If pirates wore signet rings and possessed anything in the way of eloquence, I’d feel as if I were watching a one-man shanty as Ahir Shar (aka Shit Shag, via autocorrect) sways and splutters. There’s an almost drunk fury in his eyes, a rage that channels into brilliant – perhaps even radiant – streaks of profundity without ever being smug. This is an intelligent chap (similar to Ed Miliband, we’re told, if he’d got a double first). The real difference is Shah’s astounding zeal.
By the end of each substantial brainstorm, so much has been covered, with pathos and patter, that we are left amazed, dazzled, confused. We must think for ourselves.

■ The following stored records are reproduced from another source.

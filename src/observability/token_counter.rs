use std::time::Duration;

use serde_json::Value;
use tracing::info;

use crate::protocol::openai_chat::{ChatCompletion, ChatCompletionsRequest};

/// Estimate the number of tokens in `text`.
///
/// Uses a lightweight heuristic (`bytes / 4`) to avoid loading model BPE tables.
#[must_use]
pub fn estimate_tokens(text: &str) -> u64 {
    (text.len() as u64).div_ceil(4)
}

fn estimate_value_tokens(value: &Value) -> u64 {
    match value {
        Value::Null => 0,
        Value::String(text) => estimate_tokens(text),
        other => estimate_tokens(&other.to_string()),
    }
}

/// Estimate the prompt size of an inbound request.
///
/// Sums message content, tool-call names and arguments, and tool
/// definitions (name, description, serialized parameter schema).
#[must_use]
pub fn estimate_request_tokens(request: &ChatCompletionsRequest) -> u64 {
    let mut total: u64 = 0;

    for message in &request.messages {
        if let Some(content) = &message.content {
            total += estimate_value_tokens(content);
        }
        for call in message.tool_calls.iter().flatten() {
            total += estimate_tokens(&call.function.name);
            total += call.function.arguments.as_deref().map_or(0, estimate_tokens);
        }
    }

    for tool in request.tools.iter().flatten() {
        total += estimate_tokens(&tool.function.name);
        total += tool.function.description.as_deref().map_or(0, estimate_tokens);
        total += tool.function.parameters.as_ref().map_or(0, estimate_value_tokens);
    }

    total
}

/// Estimate the output size of an aggregated completion.
#[must_use]
pub fn estimate_completion_tokens(completion: &ChatCompletion) -> u64 {
    completion
        .choices
        .iter()
        .map(|choice| {
            let content = choice.message.content.as_deref().map_or(0, estimate_tokens);
            let calls: u64 = choice
                .message
                .tool_calls
                .iter()
                .flatten()
                .map(|call| {
                    estimate_tokens(&call.function.name)
                        + call.function.arguments.as_deref().map_or(0, estimate_tokens)
                })
                .sum();
            content + calls
        })
        .sum()
}

/// Log the outcome of a forwarded request.
pub fn log_request_usage(
    request_id: &str,
    model: &str,
    prompt_tokens: u64,
    completion_tokens: Option<u64>,
    elapsed: Duration,
) {
    info!(
        request_id = %request_id,
        model = %model,
        estimated_prompt_tokens = prompt_tokens,
        estimated_completion_tokens = completion_tokens,
        duration_ms = u64::try_from(elapsed.as_millis()).unwrap_or(u64::MAX),
        "request complete"
    );
}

He plays the hyper-intelligent child and entitled grown-up with blunt honesty. Everything that comes in between, from the miles of cigarettes to sibling tensions, Rainforest Alliance uncertainty to unwittingly shared opinions about terrorism, is picked apart gloriously and fed into the stream of consciousness, bolstering punchparagraphs (a neologism is deserved). Stand-up this meaningful and insistent demands the ‘bravo’ one audience member exclaimed; not just lousy claps.
One section is ‘crude and unnecessary’, as one newspaper put it – which Shah takes pains to mention. But the brash udder action is a daring step into the surreal that delights in the messiness of nature (if we’re being overly forgiving). It also shows, flirtatiously, not gravely, Shah drawing himself closer to what matters: to the farm when buying milk, just as to the psyche of a Green party member before casting a vote or to the pricing structure of Hickety’s book as a condition of acknowledging the author’s ideas.
Because most of Distant is as deadly serious as the title and the prologue-epilogue (potentially pretentious) structure apprehend. Shah will expertly delve into a sombre subject like the Hebdo massacre with a surprisingly slight entry point (Pirates of the Caribbean) and then let it all unravel with modern pointlessness (Facebook posts and Twitter character limits). By the end of each substantial brainstorm, so much has been covered, with pathos and patter, that we are left amazed, dazzled, confused. We must think for ourselves.
WWI is used as an anchor of solemnity that nullifies our concerns about decadence, property prices, prime ministers, pandas, Proclaimers. This is a joyous hour though. I won’t deny that Shah can get a bit trailblazing-debate-captain ideological, but the imagined journey to his girlfriend (later gleefully undermined by today’s technology) is one of the most impassioned barrages of phantasmagoric Romance you’ll find. As if that weren’t enough, he also serves up the best pronunciation of ‘laptray’ in the industry.